═════ DATASET RECORDS
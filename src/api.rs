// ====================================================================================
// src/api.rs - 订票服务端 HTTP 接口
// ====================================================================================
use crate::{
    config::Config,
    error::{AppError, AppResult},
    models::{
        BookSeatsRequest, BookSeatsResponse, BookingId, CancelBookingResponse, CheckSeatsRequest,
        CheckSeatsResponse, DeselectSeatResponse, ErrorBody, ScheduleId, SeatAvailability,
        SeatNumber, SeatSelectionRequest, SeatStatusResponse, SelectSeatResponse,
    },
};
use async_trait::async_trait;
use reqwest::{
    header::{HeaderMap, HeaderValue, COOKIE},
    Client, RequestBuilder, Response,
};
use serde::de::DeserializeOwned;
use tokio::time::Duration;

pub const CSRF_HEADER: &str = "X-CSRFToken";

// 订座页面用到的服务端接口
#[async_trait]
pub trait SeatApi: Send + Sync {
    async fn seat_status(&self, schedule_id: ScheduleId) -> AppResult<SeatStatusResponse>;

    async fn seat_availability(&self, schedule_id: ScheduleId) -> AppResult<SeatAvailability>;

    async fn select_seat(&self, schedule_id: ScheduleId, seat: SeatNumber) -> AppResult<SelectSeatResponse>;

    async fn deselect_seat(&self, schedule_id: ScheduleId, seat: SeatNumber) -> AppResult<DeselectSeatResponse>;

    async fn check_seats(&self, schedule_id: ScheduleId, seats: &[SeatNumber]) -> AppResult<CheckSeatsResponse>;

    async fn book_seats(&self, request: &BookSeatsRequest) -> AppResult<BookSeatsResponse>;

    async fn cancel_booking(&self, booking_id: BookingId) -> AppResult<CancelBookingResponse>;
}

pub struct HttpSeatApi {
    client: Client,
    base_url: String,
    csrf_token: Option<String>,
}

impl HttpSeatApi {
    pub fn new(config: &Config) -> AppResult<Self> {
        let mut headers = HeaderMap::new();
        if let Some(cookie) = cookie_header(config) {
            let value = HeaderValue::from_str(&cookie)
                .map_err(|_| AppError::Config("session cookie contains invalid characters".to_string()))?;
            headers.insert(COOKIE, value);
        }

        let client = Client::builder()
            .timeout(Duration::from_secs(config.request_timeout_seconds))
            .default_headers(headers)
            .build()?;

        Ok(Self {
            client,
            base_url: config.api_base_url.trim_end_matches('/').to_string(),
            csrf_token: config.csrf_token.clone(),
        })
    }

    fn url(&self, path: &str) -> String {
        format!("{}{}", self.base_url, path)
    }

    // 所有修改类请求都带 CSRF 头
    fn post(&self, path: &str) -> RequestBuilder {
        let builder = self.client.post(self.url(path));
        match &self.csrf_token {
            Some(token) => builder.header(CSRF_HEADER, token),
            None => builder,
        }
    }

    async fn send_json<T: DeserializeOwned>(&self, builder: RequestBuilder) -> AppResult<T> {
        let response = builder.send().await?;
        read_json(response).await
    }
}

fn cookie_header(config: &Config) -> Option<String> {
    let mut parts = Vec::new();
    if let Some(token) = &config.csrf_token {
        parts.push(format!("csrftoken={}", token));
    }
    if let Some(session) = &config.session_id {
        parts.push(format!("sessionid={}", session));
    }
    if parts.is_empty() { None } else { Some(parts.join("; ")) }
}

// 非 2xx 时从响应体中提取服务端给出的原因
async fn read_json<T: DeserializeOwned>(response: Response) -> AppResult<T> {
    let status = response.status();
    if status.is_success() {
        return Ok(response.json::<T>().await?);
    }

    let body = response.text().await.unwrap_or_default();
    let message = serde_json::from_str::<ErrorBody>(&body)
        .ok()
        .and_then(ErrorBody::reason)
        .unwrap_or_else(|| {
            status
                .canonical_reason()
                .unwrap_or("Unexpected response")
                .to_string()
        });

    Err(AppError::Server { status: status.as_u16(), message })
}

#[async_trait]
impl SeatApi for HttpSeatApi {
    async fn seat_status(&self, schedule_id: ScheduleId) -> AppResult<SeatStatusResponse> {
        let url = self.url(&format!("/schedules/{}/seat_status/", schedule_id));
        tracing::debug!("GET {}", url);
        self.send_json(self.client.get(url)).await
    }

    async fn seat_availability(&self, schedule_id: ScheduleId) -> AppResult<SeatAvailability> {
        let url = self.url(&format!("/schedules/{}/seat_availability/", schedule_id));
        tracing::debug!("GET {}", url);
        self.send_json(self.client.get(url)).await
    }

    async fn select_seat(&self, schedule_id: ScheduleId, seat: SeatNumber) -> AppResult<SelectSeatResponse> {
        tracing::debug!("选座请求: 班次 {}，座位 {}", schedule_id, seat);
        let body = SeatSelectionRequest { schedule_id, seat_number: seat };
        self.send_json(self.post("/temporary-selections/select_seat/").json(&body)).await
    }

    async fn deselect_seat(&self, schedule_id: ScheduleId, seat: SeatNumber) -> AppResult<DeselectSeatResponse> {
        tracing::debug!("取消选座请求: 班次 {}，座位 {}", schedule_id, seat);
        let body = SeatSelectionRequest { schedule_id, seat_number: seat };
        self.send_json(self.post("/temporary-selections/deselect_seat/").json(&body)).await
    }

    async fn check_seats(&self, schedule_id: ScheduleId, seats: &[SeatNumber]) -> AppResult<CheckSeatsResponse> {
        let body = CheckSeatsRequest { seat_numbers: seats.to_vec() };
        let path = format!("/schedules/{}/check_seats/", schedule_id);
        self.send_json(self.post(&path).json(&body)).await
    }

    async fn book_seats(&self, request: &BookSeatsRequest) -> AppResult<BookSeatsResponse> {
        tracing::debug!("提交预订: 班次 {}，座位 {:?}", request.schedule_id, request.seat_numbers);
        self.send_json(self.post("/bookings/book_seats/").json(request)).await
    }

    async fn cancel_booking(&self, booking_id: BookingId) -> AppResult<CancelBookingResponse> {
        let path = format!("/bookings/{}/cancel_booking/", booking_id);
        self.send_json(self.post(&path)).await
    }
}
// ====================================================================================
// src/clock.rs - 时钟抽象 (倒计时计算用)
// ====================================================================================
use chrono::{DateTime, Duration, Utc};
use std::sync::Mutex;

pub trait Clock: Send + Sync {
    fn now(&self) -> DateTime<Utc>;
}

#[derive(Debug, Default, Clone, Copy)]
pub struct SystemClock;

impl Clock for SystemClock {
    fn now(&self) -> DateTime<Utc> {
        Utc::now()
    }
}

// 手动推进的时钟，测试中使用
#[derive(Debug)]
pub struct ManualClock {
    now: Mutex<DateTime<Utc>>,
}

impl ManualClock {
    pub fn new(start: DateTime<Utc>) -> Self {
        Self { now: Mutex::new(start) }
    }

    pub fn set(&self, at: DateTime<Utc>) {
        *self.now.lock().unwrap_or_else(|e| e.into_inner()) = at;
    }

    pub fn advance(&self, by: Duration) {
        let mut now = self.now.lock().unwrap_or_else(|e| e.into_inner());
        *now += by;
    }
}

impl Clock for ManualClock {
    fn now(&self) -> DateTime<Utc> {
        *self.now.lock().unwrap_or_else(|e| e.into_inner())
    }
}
══════════
EXERCISE DESCRIPTION:
Give back every entry exactly.

RESPONSE AREA:
filename src/api.rs
// ====================================================================================
// src/api.rs - 订票服务端 HTTP 接口
// ====================================================================================
use crate::{
    config::Config,
    error::{AppError, AppResult},
    models::{
        BookSeatsRequest, BookSeatsResponse, BookingId, CancelBookingResponse, CheckSeatsRequest,
        CheckSeatsResponse, DeselectSeatResponse, ErrorBody, ScheduleId, SeatAvailability,
        SeatNumber, SeatSelectionRequest, SeatStatusResponse, SelectSeatResponse,
    },
};
use async_trait::async_trait;
use reqwest::{
    header::{HeaderMap, HeaderValue, COOKIE},
    Client, RequestBuilder, Response,
};
use serde::de::DeserializeOwned;
use tokio::time::Duration;

pub const CSRF_HEADER: &str = "X-CSRFToken";

// 订座页面用到的服务端接口
#[async_trait]
pub trait SeatApi: Send + Sync {
    async fn seat_status(&self, schedule_id: ScheduleId) -> AppResult<SeatStatusResponse>;

    async fn seat_availability(&self, schedule_id: ScheduleId) -> AppResult<SeatAvailability>;

    async fn select_seat(&self, schedule_id: ScheduleId, seat: SeatNumber) -> AppResult<SelectSeatResponse>;

    async fn deselect_seat(&self, schedule_id: ScheduleId, seat: SeatNumber) -> AppResult<DeselectSeatResponse>;

    async fn check_seats(&self, schedule_id: ScheduleId, seats: &[SeatNumber]) -> AppResult<CheckSeatsResponse>;

    async fn book_seats(&self, request: &BookSeatsRequest) -> AppResult<BookSeatsResponse>;

    async fn cancel_booking(&self, booking_id: BookingId) -> AppResult<CancelBookingResponse>;
}

pub struct HttpSeatApi {
    client: Client,
    base_url: String,
    csrf_token: Option<String>,
}

impl HttpSeatApi {
    pub fn new(config: &Config) -> AppResult<Self> {
        let mut headers = HeaderMap::new();
        if let Some(cookie) = cookie_header(config) {
            let value = HeaderValue::from_str(&cookie)
                .map_err(|_| AppError::Config("session cookie contains invalid characters".to_string()))?;
            headers.insert(COOKIE, value);
        }

        let client = Client::builder()
            .timeout(Duration::from_secs(config.request_timeout_seconds))
            .default_headers(headers)
            .build()?;

        Ok(Self {
            client,
            base_url: config.api_base_url.trim_end_matches('/').to_string(),
            csrf_token: config.csrf_token.clone(),
        })
    }

    fn url(&self, path: &str) -> String {
        format!("{}{}", self.base_url, path)
    }

    // 所有修改类请求都带 CSRF 头
    fn post(&self, path: &str) -> RequestBuilder {
        let builder = self.client.post(self.url(path));
        match &self.csrf_token {
            Some(token) => builder.header(CSRF_HEADER, token),
            None => builder,
        }
    }

    async fn send_json<T: DeserializeOwned>(&self, builder: RequestBuilder) -> AppResult<T> {
        let response = builder.send().await?;
        read_json(response).await
    }
}

fn cookie_header(config: &Config) -> Option<String> {
    let mut parts = Vec::new();
    if let Some(token) = &config.csrf_token {
        parts.push(format!("csrftoken={}", token));
    }
    if let Some(session) = &config.session_id {
        parts.push(format!("sessionid={}", session));
    }
    if parts.is_empty() { None } else { Some(parts.join("; ")) }
}

// 非 2xx 时从响应体中提取服务端给出的原因
async fn read_json<T: DeserializeOwned>(response: Response) -> AppResult<T> {
    let status = response.status();
    if status.is_success() {
        return Ok(response.json::<T>().await?);
    }

    let body = response.text().await.unwrap_or_default();
    let message = serde_json::from_str::<ErrorBody>(&body)
        .ok()
        .and_then(ErrorBody::reason)
        .unwrap_or_else(|| {
            status
                .canonical_reason()
                .unwrap_or("Unexpected response")
                .to_string()
        });

    Err(AppError::Server { status: status.as_u16(), message })
}

#[async_trait]
impl SeatApi for HttpSeatApi {
    async fn seat_status(&self, schedule_id: ScheduleId) -> AppResult<SeatStatusResponse> {
        let url = self.url(&format!("/schedules/{}/seat_status/", schedule_id));
        tracing::debug!("GET {}", url);
        self.send_json(self.client.get(url)).await
    }

    async fn seat_availability(&self, schedule_id: ScheduleId) -> AppResult<SeatAvailability> {
        let url = self.url(&format!("/schedules/{}/seat_availability/", schedule_id));
        tracing::debug!("GET {}", url);
        self.send_json(self.client.get(url)).await
    }

    async fn select_seat(&self, schedule_id: ScheduleId, seat: SeatNumber) -> AppResult<SelectSeatResponse> {
        tracing::debug!("选座请求: 班次 {}，座位 {}", schedule_id, seat);
        let body = SeatSelectionRequest { schedule_id, seat_number: seat };
        self.send_json(self.post("/temporary-selections/select_seat/").json(&body)).await
    }

    async fn deselect_seat(&self, schedule_id: ScheduleId, seat: SeatNumber) -> AppResult<DeselectSeatResponse> {
        tracing::debug!("取消选座请求: 班次 {}，座位 {}", schedule_id, seat);
        let body = SeatSelectionRequest { schedule_id, seat_number: seat };
        self.send_json(self.post("/temporary-selections/deselect_seat/").json(&body)).await
    }

    async fn check_seats(&self, schedule_id: ScheduleId, seats: &[SeatNumber]) -> AppResult<CheckSeatsResponse> {
        let body = CheckSeatsRequest { seat_numbers: seats.to_vec() };
        let path = format!("/schedules/{}/check_seats/", schedule_id);
        self.send_json(self.post(&path).json(&body)).await
    }

    async fn book_seats(&self, request: &BookSeatsRequest) -> AppResult<BookSeatsResponse> {
        tracing::debug!("提交预订: 班次 {}，座位 {:?}", request.schedule_id, request.seat_numbers);
        self.send_json(self.post("/bookings/book_seats/").json(request)).await
    }

    async fn cancel_booking(&self, booking_id: BookingId) -> AppResult<CancelBookingResponse> {
        let path = format!("/bookings/{}/cancel_booking/", booking_id);
        self.send_json(self.post(&path)).await
    }
}
// ====================================================================================
// src/clock.rs - 时钟抽象 (倒计时计算用)
// ====================================================================================
use chrono::{DateTime, Duration, Utc};
use std::sync::Mutex;

pub trait Clock: Send + Sync {
    fn now(&self) -> DateTime<Utc>;
}

#[derive(Debug, Default, Clone, Copy)]
pub struct SystemClock;

impl Clock for SystemClock {
    fn now(&self) -> DateTime<Utc> {
        Utc::now()
    }
}

// 手动推进的时钟，测试中使用
#[derive(Debug)]
pub struct ManualClock {
    now: Mutex<DateTime<Utc>>,
}

impl ManualClock {
    pub fn new(start: DateTime<Utc>) -> Self {
        Self { now: Mutex::new(start) }
    }

    pub fn set(&self, at: DateTime<Utc>) {
        *self.now.lock().unwrap_or_else(|e| e.into_inner()) = at;
    }

    pub fn advance(&self, by: Duration) {
        let mut now = self.now.lock().unwrap_or_else(|e| e.into_inner());
        *now += by;
    }
}

impl Clock for ManualClock {
    fn now(&self) -> DateTime<Utc> {
        *self.now.lock().unwrap_or_else(|e| e.into_inner())
    }
}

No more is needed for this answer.